This entry was posted in Just flowers and tagged , , , , , . Bookmark the permalink.

7 Responses to A quick spin around the garden….

  1. isobelandcat says:

    Hang about! I’ve just seen these photos and words somewhere else!
    I like the ‘bumblebee – rear view’ caption!

  2. sabina says:

    Ah what beautiful pictures Jan.
    You are a very accomplished photographer by the looks of it. My photos never come out looking like this.
    Have been busy over the weekend and have just logged on. Daughter and her husband were here for the weekend. And then his sister and her family,who live near the city of Bath,came for lunch yesterday. So we had eight people for lunch. We all sat around the table on the patio, and ate and drank a lot! And of course laughed a lot too.
    Lovely blog and description too.

    • janh1 says:

      Ah you found them, Sabina. Sounds like you’ve had a lovely weekend. Perfect weather for it.

      We were invited next door for a christening do. Had a large glass of wine and felt squiffy until 4pm! Lightweight or what? 🙂

  3. christa says:

    I am not sure if I should reply here or on the MyT site. I have been so busy recently with the garden and other things and have not kept up with your blogs. I have put up some of my hellebores there but I was planning to get the paints out and NOT get waylaid by the internet.
    It such an interesting blog and I can just imagine you out in your garden relaxing after a bike ride!
    Art class is tomorrow and I do not want to say that I have done nothing once again.

    • janh1 says:

      Hi Christa! Glad you found this. I will go look at your hellebores. The bee is investigating one of mine but I temporarily forgot the name so didn’t go into details 🙂

      Well the garden’s the place where the bike gets washed and dried after a ride – then I can sit down, although today I was mostly pruning.

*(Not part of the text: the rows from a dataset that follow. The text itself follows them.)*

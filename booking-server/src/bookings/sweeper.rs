//! Expiry Sweeper - 付款超时扫描
//!
//! 定时扫描待付款索引，把超过付款时限的预订转为 `payment_timeout` 并释放座位。
//! 启动时先扫描一次，处理停机期间到期的预订。
//!
//! Note: redb operations are synchronous, the sweep runs inline on the task.

use std::time::Duration;
use tokio_util::sync::CancellationToken;

use super::BookingManager;

pub struct ExpirySweeper {
    manager: BookingManager,
    interval: Duration,
}

impl ExpirySweeper {
    pub fn new(manager: BookingManager, interval: Duration) -> Self {
        Self { manager, interval }
    }

    /// One sweep pass, returns the number of expired bookings
    pub fn sweep_once(&self) -> usize {
        match self.manager.sweep_expired() {
            Ok(expired) => expired.len(),
            Err(e) => {
                tracing::error!(error = %e, "Expiry sweep failed");
                0
            }
        }
    }

    /// Run until `shutdown` is cancelled
    pub async fn run(self, shutdown: CancellationToken) {
        tracing::info!(interval_secs = self.interval.as_secs(), "ExpirySweeper started");

        let mut ticker = tokio::time::interval(self.interval);
        ticker.set_missed_tick_behavior(tokio::time::MissedTickBehavior::Delay);

        loop {
            tokio::select! {
                _ = shutdown.cancelled() => {
                    tracing::info!("ExpirySweeper shutting down");
                    break;
                }
                // 第一次 tick 立即触发 = 启动扫描
                _ = ticker.tick() => {
                    let count = self.sweep_once();
                    if count > 0 {
                        tracing::debug!(count, "Sweep pass expired bookings");
                    }
                }
            }
        }
    }
}
use serde::{Deserialize, Serialize};
use shared::models::BookingStatus;

/// Who initiated a cancellation
#[derive(Debug, Clone, Copy, PartialEq, Eq, Serialize, Deserialize)]
#[serde(rename_all = "snake_case")]
pub enum CancelledBy {
    /// 顾客只能取消待付款的预订
    Customer,
    /// 管理员可取消任何非终态预订
    Admin,
}

#[derive(Debug, Clone, Copy, PartialEq, Eq, Serialize, Deserialize)]
#[serde(rename_all = "snake_case")]
pub enum BookingEventKind {
    Created,
    Confirmed,
    Cancelled,
    Expired,
    Updated,
    Deleted,
}

/// Lifecycle notification, published after the transaction commits
#[derive(Debug, Clone, PartialEq, Serialize, Deserialize)]
pub struct BookingEvent {
    pub kind: BookingEventKind,
    pub booking_id: String,
    /// 事件发生后的状态 (Deleted 为删除前状态)
    pub status: BookingStatus,
    pub seat_count: usize,
    pub timestamp: i64,
}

      What are you up to at art class? Watercolours? Life drawing?

  4. christa says:

    I usually have a quick look at MyT at this time while having a coffee. Nothing there that really grabbed me so had another look at your beautiful pictures. Rain again today, but I am quite pleased as things were getting dried out. I plant so much into pots because of the wet conditions, but if we do get drought then they quickly dry out. That is how I keep my hostas fairly slug free. But I usually find a slug lurking underneath.
    I will write about my garden birds, but not today too busy. I have been going to art classes for a few years now. I was very myopic and about four years ago my sight got really poor. Not new glasses but cataract surgery. It made me a new woman. No need to search for glasses first thing.
    I had always wanted to draw and now I could see properly. No more dithering. Unfortunately this is not an “arty” area and there are not many classes. I like drawing best but am now struggling with water-colours. Last week we did a drawing of a couple of boats, yesterday I did a painting, not very good, still with practice perhaps one day I will achieve something to be proud of!

  5. janh1 says:

    Hi Christa – glad you like the pics. Dry day here but working, so a bit of a waste. 🙂 Yes I tried hostas in pots but they did turn to lace quite rapidly. Reminded me of Miss Haversham plants with the white flowers and lacy leaves.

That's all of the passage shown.